A proposed project defining the future status of the MK tunnels on the San Rafael Swell remains under discussion by local, state and federal officials. Emery County officials and residents discussed the safety proposal with BLM and DOGM representatives at a public meeting at the Museum of the San Rafael on Aug. 29.

A public information meeting about the MK tunnels was conducted Aug. 29 at the Museum of the San Rafael in Castle Dale.

The purpose of the meeting was to gather public comment on a proposed project at the MK tunnels in the San Rafael Swell.

Public lands director Ray Petersen said most people attending the meeting were concerned about losing the visual effect the tunnels have on viewers.

But based on the governmental entities at the meeting, changes will be made to deal with the liability this tunnel complex presents.

The tunnels are the remnants of cold war testing in the San Rafael Swell. The structures have remained virtually untouched in the 58 years since the blasts creating the tunnels took place.

The United States Bureau of Land Management is the managing agency of the land on which the tunnels are located. The BLM contacted the Utah State Division of Oil, Gas and Mining to have the state's reclamation program draw up a proposal for the safe closure of the tunnels.

The BLM hopes the proposal will make the tunnels safe for the public while maintaining their historical importance.

The main tunnel portal will be closed at the entrance, states the proposal.

Emery County has requested a recessed entrance so people can look into the opening and see the tunnel.

According to state officials the other two tunnels will be backfilled to the top and the vertical drops will be eliminated. The surface indentations will remain.

An interpretive kiosk could be installed at the site of the tunnels explaining their use and how they came into existence, point out state officials.

Petersen said the proposal called for $5,000 to be set aside for interpretive kiosks. He recommended requesting more money so the county can adequately represent the activities in the area.

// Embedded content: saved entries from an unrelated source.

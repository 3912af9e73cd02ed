use crate::core::config::{Config, ManifestBackend};
use crate::core::error::{Error, Result};
use crate::indexing::fingerprint::DocumentFingerprint;
use crate::storage::database::DatabaseFile;
use redb::{ReadableTable, TableDefinition};
use serde::{Deserialize, Serialize};
use std::collections::BTreeMap;
use std::path::{Path, PathBuf};
use std::sync::Mutex;
use std::time::SystemTime;

/// Key: document id, value: JSON serialized ManifestEntry
const MANIFEST_TABLE: TableDefinition<&str, &str> = TableDefinition::new("manifest");

#[derive(Debug, Clone, Copy, PartialEq, Eq, Serialize, Deserialize)]
#[serde(rename_all = "lowercase")]
pub enum EntryStatus {
    Complete,
    Failed,
}

/// Indexing record of one document
#[derive(Debug, Clone, PartialEq, Serialize, Deserialize)]
pub struct ManifestEntry {
    pub document_id: String,
    pub fingerprint: DocumentFingerprint,
    pub chunk_ids: Vec<String>,
    /// Unix milliseconds
    pub indexed_at: u64,
    pub status: EntryStatus,
    /// Embedding model the chunks were produced with
    #[serde(default)]
    pub embedding_model: String,
    #[serde(default, skip_serializing_if = "Option::is_none")]
    pub error: Option<String>,
}

impl ManifestEntry {
    pub fn complete(
        fingerprint: DocumentFingerprint,
        chunk_ids: Vec<String>,
        embedding_model: &str,
    ) -> Self {
        Self {
            document_id: fingerprint.document_id.clone(),
            fingerprint,
            chunk_ids,
            indexed_at: now_millis(),
            status: EntryStatus::Complete,
            embedding_model: embedding_model.to_string(),
            error: None,
        }
    }

    pub fn failed(fingerprint: DocumentFingerprint, error: String, embedding_model: &str) -> Self {
        Self {
            document_id: fingerprint.document_id.clone(),
            fingerprint,
            chunk_ids: Vec::new(),
            indexed_at: now_millis(),
            status: EntryStatus::Failed,
            embedding_model: embedding_model.to_string(),
            error: Some(error),
        }
    }

    pub fn is_complete(&self) -> bool {
        self.status == EntryStatus::Complete
    }

    fn to_json(&self) -> Result<String> {
        serde_json::to_string(self)
            .map_err(|e| Error::Database(format!("Failed to serialize manifest entry: {}", e)))
    }

    fn from_json(document_id: &str, json: &str) -> Result<Self> {
        serde_json::from_str(json).map_err(|e| {
            Error::ManifestCorruption(format!("entry for {} is unreadable: {}", document_id, e))
        })
    }
}

pub fn now_millis() -> u64 {
    SystemTime::now()
        .duration_since(std::time::UNIX_EPOCH)
        .map(|d| d.as_millis() as u64)
        .unwrap_or(0)
}

/// Storage interface for the manifest.
///
/// Every entry is committed on its own as soon as its document is processed,
/// so an interrupted pass loses at most the document in flight.
pub trait ManifestStore: Send + Sync {
    fn load(&self) -> Result<BTreeMap<String, ManifestEntry>>;

    fn get(&self, document_id: &str) -> Result<Option<ManifestEntry>>;

    /// Upsert one entry durably
    fn commit(&self, entry: &ManifestEntry) -> Result<()>;

    fn remove(&self, document_id: &str) -> Result<()>;

    fn clear(&self) -> Result<()>;
}

/// Open the manifest backend selected in the settings
pub fn open_manifest(config: &Config) -> Result<Box<dyn ManifestStore>> {
    std::fs::create_dir_all(&config.state_dir)?;
    let path = config.manifest_path();
    match config.settings.manifest_backend {
        ManifestBackend::Redb => Ok(Box::new(RedbManifest::open(&path)?)),
        ManifestBackend::Json => Ok(Box::new(JsonManifest::open(&path)?)),
    }
}

/// Manifest stored in a redb database, one transaction per entry
pub struct RedbManifest {
    file: DatabaseFile,
}

impl RedbManifest {
    pub fn open(path: &Path) -> Result<Self> {
        let manifest = Self {
            file: DatabaseFile::new(path)?,
        };

        let db = manifest.file.open()?;
        let write_txn = db
            .begin_write()
            .map_err(|e| Error::Database(format!("Failed to begin write transaction: {}", e)))?;
        {
            let _table = write_txn
                .open_table(MANIFEST_TABLE)
                .map_err(|e| Error::Database(format!("Failed to open table: {}", e)))?;
        }
        write_txn
            .commit()
            .map_err(|e| Error::Database(format!("Failed to commit transaction: {}", e)))?;

        Ok(manifest)
    }
}

impl ManifestStore for RedbManifest {
    fn load(&self) -> Result<BTreeMap<String, ManifestEntry>> {
        let db = self.file.open()?;
        let read_txn = db
            .begin_read()
            .map_err(|e| Error::Database(format!("Failed to begin read transaction: {}", e)))?;
        let table = read_txn
            .open_table(MANIFEST_TABLE)
            .map_err(|e| Error::ManifestCorruption(format!("Failed to open table: {}", e)))?;

        let mut entries = BTreeMap::new();
        for item in table
            .iter()
            .map_err(|e| Error::ManifestCorruption(format!("Failed to iterate table: {}", e)))?
        {
            let (key, value) = item
                .map_err(|e| Error::ManifestCorruption(format!("Failed to read entry: {}", e)))?;
            let document_id = key.value().to_string();
            let entry = ManifestEntry::from_json(&document_id, value.value())?;
            if entry.document_id != document_id {
                return Err(Error::ManifestCorruption(format!(
                    "entry stored under {} names {}",
                    document_id, entry.document_id
                )));
            }
            entries.insert(document_id, entry);
        }
        Ok(entries)
    }

    fn get(&self, document_id: &str) -> Result<Option<ManifestEntry>> {
        let db = self.file.open()?;
        let read_txn = db
            .begin_read()
            .map_err(|e| Error::Database(format!("Failed to begin read transaction: {}", e)))?;
        let table = read_txn
            .open_table(MANIFEST_TABLE)
            .map_err(|e| Error::Database(format!("Failed to open table: {}", e)))?;

        let guard = table
            .get(document_id)
            .map_err(|e| Error::Database(format!("Failed to get manifest entry: {}", e)))?;
        match guard {
            Some(guard) => {
                let json = guard.value().to_string();
                ManifestEntry::from_json(document_id, &json).map(Some)
            }
            None => Ok(None),
        }
    }

    fn commit(&self, entry: &ManifestEntry) -> Result<()> {
        let json = entry.to_json()?;
        let db = self.file.open()?;
        let write_txn = db
            .begin_write()
            .map_err(|e| Error::Database(format!("Failed to begin write transaction: {}", e)))?;
        {
            let mut table = write_txn
                .open_table(MANIFEST_TABLE)
                .map_err(|e| Error::Database(format!("Failed to open table: {}", e)))?;
            table
                .insert(entry.document_id.as_str(), json.as_str())
                .map_err(|e| Error::Database(format!("Failed to insert manifest entry: {}", e)))?;
        }
        write_txn
            .commit()
            .map_err(|e| Error::Database(format!("Failed to commit transaction: {}", e)))?;
        Ok(())
    }

    fn remove(&self, document_id: &str) -> Result<()> {
        let db = self.file.open()?;
        let write_txn = db
            .begin_write()
            .map_err(|e| Error::Database(format!("Failed to begin write transaction: {}", e)))?;
        {
            let mut table = write_txn
                .open_table(MANIFEST_TABLE)
                .map_err(|e| Error::Database(format!("Failed to open table: {}", e)))?;
            table
                .remove(document_id)
                .map_err(|e| Error::Database(format!("Failed to remove manifest entry: {}", e)))?;
        }
        write_txn
            .commit()
            .map_err(|e| Error::Database(format!("Failed to commit transaction: {}", e)))?;
        Ok(())
    }

    fn clear(&self) -> Result<()> {
        let db = self.file.open()?;
        let write_txn = db
            .begin_write()
            .map_err(|e| Error::Database(format!("Failed to begin write transaction: {}", e)))?;
        write_txn
            .delete_table(MANIFEST_TABLE)
            .map_err(|e| Error::Database(format!("Failed to delete table: {}", e)))?;
        {
            let _table = write_txn
                .open_table(MANIFEST_TABLE)
                .map_err(|e| Error::Database(format!("Failed to open table: {}", e)))?;
        }
        write_txn
            .commit()
            .map_err(|e| Error::Database(format!("Failed to commit transaction: {}", e)))?;
        Ok(())
    }
}

/// Manifest kept as a JSON file, rewritten through a rename on every commit.
///
/// The file is re-read on every call so entries committed by another process
/// are never overwritten with a stale copy.
pub struct JsonManifest {
    path: PathBuf,
    writer: Mutex<()>,
}

impl JsonManifest {
    pub fn open(path: &Path) -> Result<Self> {
        if let Some(parent) = path.parent() {
            std::fs::create_dir_all(parent)?;
        }
        let manifest = Self {
            path: path.to_path_buf(),
            writer: Mutex::new(()),
        };
        manifest.read()?;
        Ok(manifest)
    }

    fn read(&self) -> Result<BTreeMap<String, ManifestEntry>> {
        let raw = match std::fs::read_to_string(&self.path) {
            Ok(raw) => raw,
            Err(e) if e.kind() == std::io::ErrorKind::NotFound => return Ok(BTreeMap::new()),
            Err(e) => return Err(e.into()),
        };
        serde_json::from_str(&raw).map_err(|e| {
            Error::ManifestCorruption(format!("{} is unreadable: {}", self.path.display(), e))
        })
    }

    fn persist(&self, entries: &BTreeMap<String, ManifestEntry>) -> Result<()> {
        let json = serde_json::to_string_pretty(entries)
            .map_err(|e| Error::Database(format!("Failed to serialize manifest: {}", e)))?;
        let tmp = self.path.with_extension("json.tmp");
        {
            use std::io::Write;
            let mut file = std::fs::File::create(&tmp)?;
            file.write_all(json.as_bytes())?;
            file.sync_all()?;
        }
        std::fs::rename(&tmp, &self.path)?;
        Ok(())
    }

    /// Read, change and rewrite the file while holding the writer lock
    fn update(&self, change: impl FnOnce(&mut BTreeMap<String, ManifestEntry>)) -> Result<()> {
        let _writer = self
            .writer
            .lock()
            .map_err(|e| Error::Database(format!("Failed to lock manifest: {}", e)))?;
        let mut entries = self.read()?;
        change(&mut entries);
        self.persist(&entries)
    }
}

impl ManifestStore for JsonManifest {
    fn load(&self) -> Result<BTreeMap<String, ManifestEntry>> {
        self.read()
    }

    fn get(&self, document_id: &str) -> Result<Option<ManifestEntry>> {
        Ok(self.read()?.remove(document_id))
    }

    fn commit(&self, entry: &ManifestEntry) -> Result<()> {
        self.update(|entries| {
            entries.insert(entry.document_id.clone(), entry.clone());
        })
    }

    fn remove(&self, document_id: &str) -> Result<()> {
        self.update(|entries| {
            entries.remove(document_id);
        })
    }

    fn clear(&self) -> Result<()> {
        self.update(|entries| entries.clear())
    }
}

#[cfg(test)]
mod tests {
    use super::*;
    use tempfile::TempDir;

    fn fingerprint(id: &str, hash: &str) -> DocumentFingerprint {
        DocumentFingerprint {
            document_id: id.to_string(),
            byte_size: 42,
            modified_time: 1_700_000_000,
            content_hash: hash.to_string(),
        }
    }

    fn exercise(store: &dyn ManifestStore) {
        assert!(store.load().unwrap().is_empty());
        assert!(store.get("a.pdf").unwrap().is_none());

        let entry = ManifestEntry::complete(
            fingerprint("a.pdf", "h1"),
            vec!["a.pdf@h1#00000".to_string()],
            "model",
        );
        store.commit(&entry).unwrap();
        store
            .commit(&ManifestEntry::failed(fingerprint("b.pdf", "h2"), "bad".to_string(), "model"))
            .unwrap();

        let loaded = store.load().unwrap();
        assert_eq!(loaded.len(), 2);
        assert_eq!(loaded["a.pdf"], entry);
        assert_eq!(loaded["b.pdf"].status, EntryStatus::Failed);
        assert!(loaded["b.pdf"].chunk_ids.is_empty());

        store.remove("a.pdf").unwrap();
        store.remove("missing.pdf").unwrap();
        assert!(store.get("a.pdf").unwrap().is_none());
        assert!(store.get("b.pdf").unwrap().is_some());

        store.clear().unwrap();
        assert!(store.load().unwrap().is_empty());
    }

    #[test]
    fn test_redb_manifest() {
        let temp_dir = TempDir::new().unwrap();
        let store = RedbManifest::open(&temp_dir.path().join("state").join("manifest.redb")).unwrap();
        exercise(&store);
    }

    #[test]
    fn test_json_manifest() {
        let temp_dir = TempDir::new().unwrap();
        let store = JsonManifest::open(&temp_dir.path().join("manifest.json")).unwrap();
        exercise(&store);
    }

    #[test]
    fn test_entries_survive_reopen() {
        let temp_dir = TempDir::new().unwrap();
        let redb_path = temp_dir.path().join("manifest.redb");
        let json_path = temp_dir.path().join("manifest.json");
        let entry = ManifestEntry::complete(fingerprint("a.pdf", "h1"), vec![], "model");

        {
            RedbManifest::open(&redb_path).unwrap().commit(&entry).unwrap();
            JsonManifest::open(&json_path).unwrap().commit(&entry).unwrap();
        }

        assert_eq!(RedbManifest::open(&redb_path).unwrap().get("a.pdf").unwrap(), Some(entry.clone()));
        assert_eq!(JsonManifest::open(&json_path).unwrap().get("a.pdf").unwrap(), Some(entry));
        assert!(!json_path.with_extension("json.tmp").exists());
    }

    #[test]
    fn test_handles_see_each_others_commits() {
        let temp_dir = TempDir::new().unwrap();
        let redb_path = temp_dir.path().join("manifest.redb");
        let json_path = temp_dir.path().join("manifest.json");
        let pairs: Vec<(Box<dyn ManifestStore>, Box<dyn ManifestStore>)> = vec![
            (
                Box::new(RedbManifest::open(&redb_path).unwrap()),
                Box::new(RedbManifest::open(&redb_path).unwrap()),
            ),
            (
                Box::new(JsonManifest::open(&json_path).unwrap()),
                Box::new(JsonManifest::open(&json_path).unwrap()),
            ),
        ];

        for (first, second) in pairs {
            first
                .commit(&ManifestEntry::complete(fingerprint("a.pdf", "h1"), vec![], "model"))
                .unwrap();
            second
                .commit(&ManifestEntry::complete(fingerprint("b.pdf", "h2"), vec![], "model"))
                .unwrap();

            let keys: Vec<String> = first.load().unwrap().into_keys().collect();
            assert_eq!(keys, vec!["a.pdf".to_string(), "b.pdf".to_string()]);
            assert!(second.get("a.pdf").unwrap().is_some());
        }
    }

    #[test]
    fn test_corrupt_json_manifest() {
        let temp_dir = TempDir::new().unwrap();
        let path = temp_dir.path().join("manifest.json");
        std::fs::write(&path, "{\"a.pdf\": {\"document_id\": 3}}").unwrap();
        assert!(matches!(JsonManifest::open(&path), Err(Error::ManifestCorruption(_))));
    }

    #[test]
    fn test_failed_entry_records_error() {
        let entry = ManifestEntry::failed(fingerprint("x.pdf", "h"), "parse error".to_string(), "m");
        assert!(!entry.is_complete());
        assert_eq!(entry.error.as_deref(), Some("parse error"));
        assert!(entry.indexed_at > 0);
    }
}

Petersen said the public lands council recommended that the commission endorse the MK tunnel proposal.

Petersen indicated that, if the proposal isn't accepted, he felt the BLM might bulldoze the entire area to eliminate the agency's liability at the sites.

Petersen said he hopes the BLM will install the interpretive kiosks and put a restroom in the area to make it more attractive to visitors.

The Emery commission determined that the county would draft a letter to the BLM supporting the proposal.

Emery Commissioner Ira Hatch said it is important to keep the history of the MK tunnel area as intact as possible.

Emery Commissioner Drew Sitterud said it was his understanding from the meetings with DOGM and the BLM that the ground work at the sites wouldn't start for two years.

Sitterud wanted the letter of support for the project to include the increased amount of funds for the interpretive panels.

Sitterud also wanted the county's letter of support to request that the closing at the big tunnel be placed back as far as possible to allow people to enter the structure safely.

Emery County resident Jim Peacock attended the public hearing and said he was involved in the construction of the tunnels. After the blast, he said workers were cleaning up the rock when a gully washer came through and swept one man away. The man drowned in the deluge.

DOGM representative Mark Mesch explained that the vertical openings will be covered with welded rebar grate. The horizontal openings will be recessed concrete walls. In the main tunnel, a steel gate will be installed. The three vertical openings will be covered with welded steel grates. The existing fencing will be replaced.

DOGM hopes to maintain the character of the area while eliminating the safety hazards. More public meetings will be scheduled in the future to address the issues involved in the process.